15/11/2017
Pequeñeces (23)
Ese día salí de casa como una exhalación, bajé las escaleras de dos en dos o de tres en tres, antes que a mi madre le diese tiempo a mandarme algún recado, o por lo menos para que yo no lo pudiese oír. No nos podían ver sin hacer nada. Los niños valíamos para todo.
Salí en busca de los chavales y las chavalas, pues ese día habíamos quedado para ir a buscar gardachos, en otros lugares denominados lagartos, cuando Crescencio, un hombre mayor, serio y de una gran religiosidad, como todos los de la casa Delegardon. Hombre pausado, de muy buenas formas y palabras, me preguntó por algo que no recuerdo en este momento ni la pregunta, ni el tema; tanta prisa tenía por reunirme con los amigos que cuando me preguntó alguna otra cosa, desde lejos le respondí algo así “como a joder preguntadores”. Algo insólito, un mocoso faltando el respeto a un mayor ¡a quién y al señor Crescencio¡ Algo inaceptable en aquella sociedad rural en la que los niños debíamos obedecer sin rechistar a lo que nos ordenaban los mayores.

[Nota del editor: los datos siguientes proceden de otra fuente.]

use egui::{Color32, Context, Ui};

/// Host-side numbers shown above the game's own rows.
#[derive(Debug, Clone, Copy, Default)]
pub struct HostStats {
    pub ticks: u64,
    pub elapsed_ms: u64,
    pub surface: (u32, u32),
    pub field_scale: f32,
    /// `IntentSet::bits` of the last tick.
    pub intent_bits: u32,
}

pub fn show(ctx: &Context, stats: &HostStats, rows: &[(&'static str, String)], open: &mut bool) {
    egui::Window::new("Inspector")
        .open(open)
        .default_pos([10.0, 60.0])
        .resizable(false)
        .show(ctx, |ui| {
            ui.heading("Host");
            ui.separator();
            egui::Grid::new("host_stats").num_columns(2).show(ui, |ui| {
                row(ui, "tick", stats.ticks.to_string());
                row(ui, "elapsed", format!("{:.1} s", stats.elapsed_ms as f64 / 1000.0));
                row(ui, "surface", format!("{}x{}", stats.surface.0, stats.surface.1));
                row(ui, "scale", format!("{:.2}", stats.field_scale));
                row(ui, "intents", format!("{:#06x}", stats.intent_bits));
            });

            ui.add_space(6.0);
            ui.heading("Game");
            ui.separator();
            if rows.is_empty() {
                ui.colored_label(Color32::from_gray(100), "(nothing to inspect)");
                return;
            }
            egui::Grid::new("game_rows").num_columns(2).striped(true).show(ui, |ui| {
                for (label, value) in rows {
                    row(ui, label, value.clone());
                }
            });
        });
}

fn row(ui: &mut Ui, label: &str, value: String) {
    ui.colored_label(Color32::GRAY, label);
    ui.label(value);
    ui.end_row();
}
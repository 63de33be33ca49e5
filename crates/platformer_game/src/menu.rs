// crates/platformer_game/src/menu.rs

use engine_shared::{Intent, Rect, TickInput};

use crate::level::LevelId;

pub const LEVEL_1_BUTTON: Rect = Rect::new(250, 280, 300, 60);
pub const LEVEL_2_BUTTON: Rect = Rect::new(250, 360, 300, 60);

/// Which level button, if any, covers the point. Edges count as inside.
pub fn hit_test(x: f32, y: f32) -> Option<LevelId> {
    if LEVEL_1_BUTTON.contains_point(x, y) {
        Some(LevelId::One)
    } else if LEVEL_2_BUTTON.contains_point(x, y) {
        Some(LevelId::Two)
    } else {
        None
    }
}

/// Level picked this tick: keyboard selection first, then clicks in arrival order.
pub fn selection(input: &TickInput) -> Option<LevelId> {
    if input.intents.was_pressed(Intent::SelectLevel1) {
        return Some(LevelId::One);
    }
    if input.intents.was_pressed(Intent::SelectLevel2) {
        return Some(LevelId::Two);
    }
    input.clicks.iter().find_map(|c| hit_test(c.x, c.y))
}
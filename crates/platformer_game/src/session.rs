// crates/platformer_game/src/session.rs

use tracing::info;

use crate::level::LevelId;

#[derive(Debug, Clone, Copy, PartialEq, Eq, Default)]
pub enum Phase {
    #[default]
    Menu,
    Playing,
    GameOver,
    Victory,
}

/// Phase machine for one run of the program.
///
/// Only the transitions below exist; every other request is a no-op that
/// returns `false`.
///
/// ```text
/// Menu --start--> Playing --lose--> GameOver --restart--> Playing
///                    |  \--win--> Victory ----restart--> Playing
///                    \-- any non-Menu --return_to_menu--> Menu
/// ```
#[derive(Debug, Clone, Default)]
pub struct Session {
    level: LevelId,
    phase: Phase,
    level_complete: bool,
}

impl Session {
    pub fn new() -> Self {
        Self::default()
    }

    pub fn phase(&self) -> Phase {
        self.phase
    }

    pub fn level(&self) -> LevelId {
        self.level
    }

    /// Set on reaching a flag; survives the trip back to the menu and is
    /// cleared only when a level is built again.
    pub fn level_complete(&self) -> bool {
        self.level_complete
    }

    pub fn is_simulating(&self) -> bool {
        self.phase == Phase::Playing
    }

    /// Enter a freshly built level.
    pub fn start(&mut self, level: LevelId) {
        info!(level = level.number(), from = ?self.phase, "level start");
        self.level = level;
        self.phase = Phase::Playing;
        self.level_complete = false;
    }

    pub fn can_restart(&self) -> bool {
        matches!(self.phase, Phase::GameOver | Phase::Victory)
    }

    pub fn return_to_menu(&mut self) -> bool {
        if self.phase == Phase::Menu {
            return false;
        }
        info!(from = ?self.phase, level_complete = self.level_complete, "back to menu");
        self.phase = Phase::Menu;
        true
    }

    pub fn lose(&mut self) -> bool {
        if self.phase != Phase::Playing {
            return false;
        }
        info!(level = self.level.number(), "game over");
        self.phase = Phase::GameOver;
        true
    }

    pub fn win(&mut self) -> bool {
        if self.phase != Phase::Playing {
            return false;
        }
        info!(level = self.level.number(), "level complete");
        self.phase = Phase::Victory;
        self.level_complete = true;
        true
    }
}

Estuve con los amigos hasta la hora de comer, no vimos ni un solo gardacho. Pasé la mañana preocupado, tenía algo en el estómago que no sé cómo describirlo. Sabiendo que no había hecho bien y que la reprimenda sería brutal, llegué a casa a comer algo antes de lo normal, esperaba que de un momento a otro Crescencio llamase a la puerta. Sabía que en casa no iba a tener apoyo alguno, ni de mis hermanos, y mucho menos de mis padres. A la tarde no me atreví a salir a la calle, los días siguientes hice todo lo posible por ir al campo con mis hermanos.
Crescencio tuvo mucho más sentido común del que yo suponía, que aunque bien me cuidé de no coincidir con él en las siguientes semanas, la siguiente vez que lo vi, hizo como si nunca hubiese ocurrido nada. Lo cual me hizo reflexionar hondamente.